Washington should stay out of Kyrgyzstan, whether or not Kyrgyzstan’s government renews its request for foreign troops. If all that was needed was a temporary garrison to separate potential combatants, then other nations could provide the personnel. The U.S. military is very busy elsewhere.
Unfortunately, a passive occupation probably wouldn’t be enough. It would be necessary to resolve numerous deep‐seated divisions to prevent a recurrence of violence. And that’s not something Washington likely could do. As Russian President Medvedev noted, “all the problems of Kyrgyzstan have internal roots.”
Strife between Uzbek and Kyrgyz killed hundreds in 1990 and was only put down with Soviet troops. But abstract ethnic differences were not the only spark for violence. Both Kyrgyz and Uzbeks are largely Muslim and speak a mutually understood Turkic language. Alexander A. Cooley of Columbia dismisses the “narrative of long‐simmering ethnic tension.”
Kyrgyz tend to be nomads, many of whom lack property while Uzbeks were farmers who have moved into a wider variety of commercial activities. Kyrgyz resentment against the more economically successful Uzbeks is high.

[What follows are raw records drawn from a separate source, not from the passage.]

//! Markdown highlight pass with the element cache feeding hybrid
//! rendering.
//!
//! Line classification comes first (fenced code, headers, blockquotes,
//! rules, lists, tables), then an inline parse for emphasis, code spans,
//! links, images, and escapes. Formatting punctuation is flagged hideable
//! so the renderer can collapse it when the cursor sits outside the
//! enclosing element; element boundaries are flagged so that test is O(1)
//! per cell.

use core_text::{Buffer, Cell, CellFlags, Result, Token};

/// One contiguous run of a tracked token on a line.
#[derive(Debug, Clone, Copy, PartialEq, Eq)]
pub struct ElementSpan {
    pub start: usize,
    pub end: usize,
    pub token: Token,
}

/// Contiguous runs of non-normal tokens; the per-line element cache.
pub fn element_spans(cells: &[Cell]) -> Vec<ElementSpan> {
    let mut spans = Vec::new();
    let mut i = 0;
    while i < cells.len() {
        let token = cells[i].syntax;
        if token == Token::Normal {
            i += 1;
            continue;
        }
        let start = i;
        while i < cells.len() && cells[i].syntax == token {
            i += 1;
        }
        spans.push(ElementSpan {
            start,
            end: i,
            token,
        });
    }
    spans
}

/// The span containing `col`, if any; drives the cursor-inside-element test
/// for hybrid rendering.
pub fn span_at(spans: &[ElementSpan], col: usize) -> Option<ElementSpan> {
    spans.iter().copied().find(|s| s.start <= col && col < s.end)
}

// ---- fence tracking --------------------------------------------------------

#[derive(Debug, Clone, Copy, PartialEq, Eq)]
struct Fence {
    ch: char,
    len: usize,
}

/// Parse a fence opener: up to three leading spaces, then three or more
/// backticks or tildes; the rest is an info string.
fn fence_of(text: &str) -> Option<Fence> {
    let trimmed = trim_up_to_three_spaces(text)?;
    let ch = trimmed.chars().next()?;
    if ch != '`' && ch != '~' {
        return None;
    }
    let len = trimmed.chars().take_while(|&c| c == ch).count();
    if len >= 3 { Some(Fence { ch, len }) } else { None }
}

/// A closing fence: same character, equal or greater length, only
/// whitespace after.
fn fence_closes(text: &str, open: Fence) -> bool {
    let Some(trimmed) = trim_up_to_three_spaces(text) else {
        return false;
    };
    let len = trimmed.chars().take_while(|&c| c == open.ch).count();
    len >= open.len && trimmed[len..].chars().all(|c| c == ' ' || c == '\t')
}

fn trim_up_to_three_spaces(text: &str) -> Option<&str> {
    let leading = text.chars().take_while(|&c| c == ' ').count();
    if leading > 3 {
        return None;
    }
    Some(&text[leading..])
}

/// Fence state just before `row`: scan earlier rows for the nearest
/// unclosed fence.
fn open_fence_before(buf: &Buffer, row: usize) -> Result<Option<Fence>> {
    let mut open: Option<Fence> = None;
    for r in 0..row {
        let Some(text) = buf.store().row_text(r)? else {
            continue;
        };
        match open {
            None => open = fence_of(&text),
            Some(f) => {
                if fence_closes(&text, f) {
                    open = None;
                }
            }
        }
    }
    Ok(open)
}

// ---- line classification ---------------------------------------------------

fn paint(cells: &mut [Cell], token: Token) {
    for cell in cells.iter_mut() {
        cell.syntax = token;
    }
}

fn flag(cells: &mut [Cell], flags: CellFlags) {
    for cell in cells.iter_mut() {
        cell.flags |= flags;
    }
}

fn mark_element(cells: &mut [Cell], start: usize, end: usize) {
    if start < end && end <= cells.len() {
        cells[start].flags |= CellFlags::ELEM_START;
        cells[end - 1].flags |= CellFlags::ELEM_END;
    }
}

fn is_separator_row(text: &str) -> bool {
    !text.is_empty()
        && text.contains('-')
        && text
            .chars()
            .all(|c| matches!(c, '|' | '-' | ':' | ' ' | '\t'))
}

/// Highlight one Markdown line. Warms the line; writes syntax tags and
/// hybrid-rendering flags.
pub fn highlight_line(buf: &Buffer, row: usize) -> Result<()> {
    buf.warm_line(row)?;
    let open = open_fence_before(buf, row)?;
    let next_row_text = buf.store().row_text(row + 1)?;
    let Some(line) = buf.line(row) else {
        return Ok(());
    };
    let mut cells = line.cells_mut()?;
    for cell in cells.iter_mut() {
        cell.syntax = Token::Normal;
        cell.flags = CellFlags::empty();
    }
    let text: String = cells.iter().map(|c| c.ch).collect();
    let len = cells.len();

    if let Some(fence) = open {
        if fence_closes(&text, fence) {
            paint(&mut cells, Token::FenceClose);
            // Closing-fence lines collapse entirely in hybrid mode.
            flag(&mut cells, CellFlags::HIDEABLE);
            mark_element(&mut cells, 0, len);
        } else {
            paint(&mut cells, Token::CodeBlock);
            mark_element(&mut cells, 0, len);
        }
        return Ok(());
    }
    if fence_of(&text).is_some() {
        paint(&mut cells, Token::FenceOpen);
        mark_element(&mut cells, 0, len);
        return Ok(());
    }

    let ind = cells
        .iter()
        .position(|c| c.ch != ' ')
        .unwrap_or(len);
    if ind >= len {
        return Ok(());
    }
    let c0 = cells[ind].ch;

    // ATX header: one to six '#' followed by a space.
    if c0 == '#' {
        let n = cells[ind..].iter().take_while(|c| c.ch == '#').count();
        if (1..=6).contains(&n) && cells.get(ind + n).map(|c| c.ch) == Some(' ') {
            paint(&mut cells, Token::header(n));
            for cell in cells[ind..ind + n].iter_mut() {
                cell.flags |= CellFlags::HIDEABLE;
            }
            mark_element(&mut cells, 0, len);
            return Ok(());
        }
    }

    // Blockquote: nestable alternating "> " runs, inline content after.
    if c0 == '>' {
        let mut p = ind;
        while p < len && cells[p].ch == '>' {
            cells[p].syntax = Token::Blockquote;
            p += 1;
            if p < len && cells[p].ch == ' ' {
                cells[p].syntax = Token::Blockquote;
                p += 1;
            }
        }
        inline(&mut cells, p, len);
        return Ok(());
    }

    // Horizontal rule: three or more of the same -, *, _ with only spaces.
    if matches!(c0, '-' | '*' | '_') {
        let run: Vec<char> = cells[ind..].iter().map(|c| c.ch).collect();
        let count = run.iter().filter(|&&c| c == c0).count();
        if count >= 3 && run.iter().all(|&c| c == c0 || c == ' ') {
            paint(&mut cells, Token::HorizontalRule);
            mark_element(&mut cells, 0, len);
            return Ok(());
        }
    }

    // Unordered list marker, optionally with a task checkbox.
    if matches!(c0, '-' | '*' | '+') && cells.get(ind + 1).map(|c| c.ch) == Some(' ') {
        cells[ind].syntax = Token::ListMarker;
        let mut rest = ind + 2;
        if rest + 2 < len
            && cells[rest].ch == '['
            && matches!(cells[rest + 1].ch, ' ' | 'x' | 'X')
            && cells[rest + 2].ch == ']'
        {
            for cell in cells[rest..rest + 3].iter_mut() {
                cell.syntax = Token::TaskMarker;
            }
            rest += 3;
        }
        inline(&mut cells, rest, len);
        return Ok(());
    }

    // Ordered list marker: digits, '.' or ')', space.
    if c0.is_ascii_digit() {
        let digits = cells[ind..].iter().take_while(|c| c.ch.is_ascii_digit()).count();
        let after = ind + digits;
        if digits > 0
            && matches!(cells.get(after).map(|c| c.ch), Some('.') | Some(')'))
            && cells.get(after + 1).map(|c| c.ch) == Some(' ')
        {
            for cell in cells[ind..=after].iter_mut() {
                cell.syntax = Token::ListMarker;
            }
            inline(&mut cells, after + 2, len);
            return Ok(());
        }
    }

    // Tables: separator rows, header rows (sibling separator below), rows.
    if c0 == '|' {
        if is_separator_row(text.trim()) {
            paint(&mut cells, Token::TableSeparator);
        } else if next_row_text.as_deref().is_some_and(|t| is_separator_row(t.trim())) {
            paint(&mut cells, Token::TableHeader);
        } else {
            paint(&mut cells, Token::Table);
        }
        mark_element(&mut cells, 0, len);
        return Ok(());
    }

    inline(&mut cells, 0, len);
    Ok(())
}

// ---- inline parse ----------------------------------------------------------

fn run_len(cells: &[Cell], at: usize, ch: char) -> usize {
    cells[at..].iter().take_while(|c| c.ch == ch).count()
}

/// Closing emphasis run: same character, right-flanking (preceded by
/// non-space), at least `want` long. Returns its start.
fn find_close_run(cells: &[Cell], from: usize, end: usize, ch: char, want: usize) -> Option<usize> {
    let mut j = from;
    while j < end {
        if cells[j].ch == ch {
            let l = run_len(&cells[..end], j, ch);
            let prev_ok = j > 0 && cells[j - 1].ch != ' ' && cells[j - 1].ch != ch;
            if prev_ok && l >= want {
                return Some(j);
            }
            j += l;
        } else {
            j += 1;
        }
    }
    None
}

fn emphasis_token(count: usize) -> Token {
    match count {
        1 => Token::Italic,
        2 => Token::Bold,
        _ => Token::BoldItalic,
    }
}

/// Matching close bracket honoring nesting; `open`/`close` are distinct.
fn match_bracket(cells: &[Cell], at: usize, end: usize, open: char, close: char) -> Option<usize> {
    let mut depth = 0usize;
    for j in at..end {
        let ch = cells[j].ch;
        if ch == open {
            depth += 1;
        } else if ch == close {
            depth -= 1;
            if depth == 0 {
                return Some(j);
            }
        }
    }
    None
}

/// Paint a `[text](url)` starting at `open_bracket`; returns one past the
/// closing paren. `text_token` distinguishes links from images.
fn paint_link(
    cells: &mut [Cell],
    open_bracket: usize,
    end: usize,
    text_token: Token,
) -> Option<usize> {
    let close_bracket = match_bracket(cells, open_bracket, end, '[', ']')?;
    if cells.get(close_bracket + 1).map(|c| c.ch) != Some('(') {
        return None;
    }
    let close_paren = match_bracket(cells, close_bracket + 1, end, '(', ')')?;
    for cell in cells[open_bracket..=close_bracket].iter_mut() {
        cell.syntax = text_token;
    }
    for cell in cells[close_bracket + 1..=close_paren].iter_mut() {
        cell.syntax = Token::LinkUrl;
        // Url regions collapse entirely in hybrid mode.
        cell.flags |= CellFlags::HIDEABLE;
    }
    cells[open_bracket].flags |= CellFlags::HIDEABLE;
    cells[close_bracket].flags |= CellFlags::HIDEABLE;
    Some(close_paren + 1)
}

fn inline(cells: &mut [Cell], start: usize, end: usize) {
    let mut i = start;
    while i < end {
        let ch = cells[i].ch;
        let next = if i + 1 < end { Some(cells[i + 1].ch) } else { None };
        match ch {
            '\\' if next.is_some_and(|c| c.is_ascii_punctuation()) => {
                cells[i].syntax = Token::Escape;
                cells[i + 1].syntax = Token::Escape;
                cells[i].flags |= CellFlags::HIDEABLE;
                i += 2;
            }
            '`' => {
                let n = run_len(&cells[..end], i, '`');
                // A closing run of exactly the same length.
                let mut j = i + n;
                let mut found = None;
                while j < end {
                    if cells[j].ch == '`' {
                        let m = run_len(&cells[..end], j, '`');
                        if m == n {
                            found = Some(j);
                            break;
                        }
                        j += m;
                    } else {
                        j += 1;
                    }
                }
                match found {
                    Some(j) => {
                        for cell in cells[i..j + n].iter_mut() {
                            cell.syntax = Token::CodeSpan;
                        }
                        for cell in cells[i..i + n].iter_mut() {
                            cell.flags |= CellFlags::HIDEABLE;
                        }
                        for cell in cells[j..j + n].iter_mut() {
                            cell.flags |= CellFlags::HIDEABLE;
                        }
                        mark_element(cells, i, j + n);
                        i = j + n;
                    }
                    None => i += n,
                }
            }
            '!' if next == Some('[') => match paint_link(cells, i + 1, end, Token::Image) {
                Some(after) => {
                    cells[i].syntax = Token::Image;
                    cells[i].flags |= CellFlags::HIDEABLE;
                    mark_element(cells, i, after);
                    i = after;
                }
                None => i += 1,
            },
            '[' => match paint_link(cells, i, end, Token::LinkText) {
                Some(after) => {
                    mark_element(cells, i, after);
                    i = after;
                }
                None => i += 1,
            },
            '*' | '_' => {
                let l = run_len(&cells[..end], i, ch);
                // Left-flanking: the run is followed by a non-space.
                let left_ok = i + l < end && cells[i + l].ch != ' ';
                let want = l.min(3);
                if left_ok
                    && let Some(j) = find_close_run(cells, i + l, end, ch, want)
                {
                    let m = run_len(&cells[..end], j, ch).min(want);
                    let token = emphasis_token(want.min(m));
                    for cell in cells[i..j + m].iter_mut() {
                        cell.syntax = token;
                    }
                    for cell in cells[i..i + l].iter_mut() {
                        cell.flags |= CellFlags::HIDEABLE;
                    }
                    for cell in cells[j..j + m].iter_mut() {
                        cell.flags |= CellFlags::HIDEABLE;
                    }
                    mark_element(cells, i, j + m);
                    i = j + m;
                } else {
                    i += l;
                }
            }
            '~' => {
                let l = run_len(&cells[..end], i, '~');
                if l >= 2
                    && let Some(j) = find_close_run(cells, i + l, end, '~', 2)
                {
                    let m = run_len(&cells[..end], j, '~');
                    for cell in cells[i..j + m].iter_mut() {
                        cell.syntax = Token::Strikethrough;
                    }
                    for cell in cells[i..i + l].iter_mut() {
                        cell.flags |= CellFlags::HIDEABLE;
                    }
                    for cell in cells[j..j + m].iter_mut() {
                        cell.flags |= CellFlags::HIDEABLE;
                    }
                    mark_element(cells, i, j + m);
                    i = j + m;
                } else {
                    i += l.max(1);
                }
            }
            _ => i += 1,
        }
    }
}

These divisions have spilled over into the political sphere. Many Uzbeks complain of discrimination and are pushing for broader political and cultural rights. Some members of the interim government blame local Uzbek extremists, including leader Kadyrzhan Batyrov, for their inflammatory rhetoric.
Many Uzbeks helped oust Bakiyev, who had used Kyrgyz nationalism to build support. But Bakiyev retained particularly strong support in the south among ethnic Kyrgyz. The interim government accuses him of stoking the violence, which he denies, but there is evidence of his son’s involvement, and Bishkek is seeking the latter’s extradition from Great Britain.
In short, if Washington intervened, it would have to assume complex nation‐building as well as peacekeeping duties. And there is nothing to suggest that its occupation would be short. More than a decade later the U.S. still has troops in Kosovo, which remains a failed state‐wannabe. Iraq’s future is very much in doubt and American forces remain on station. No one would point to the Karzai government in Afghanistan as a model for anything.
And some people would have the Obama administration now try to fix Kyrgyzstan?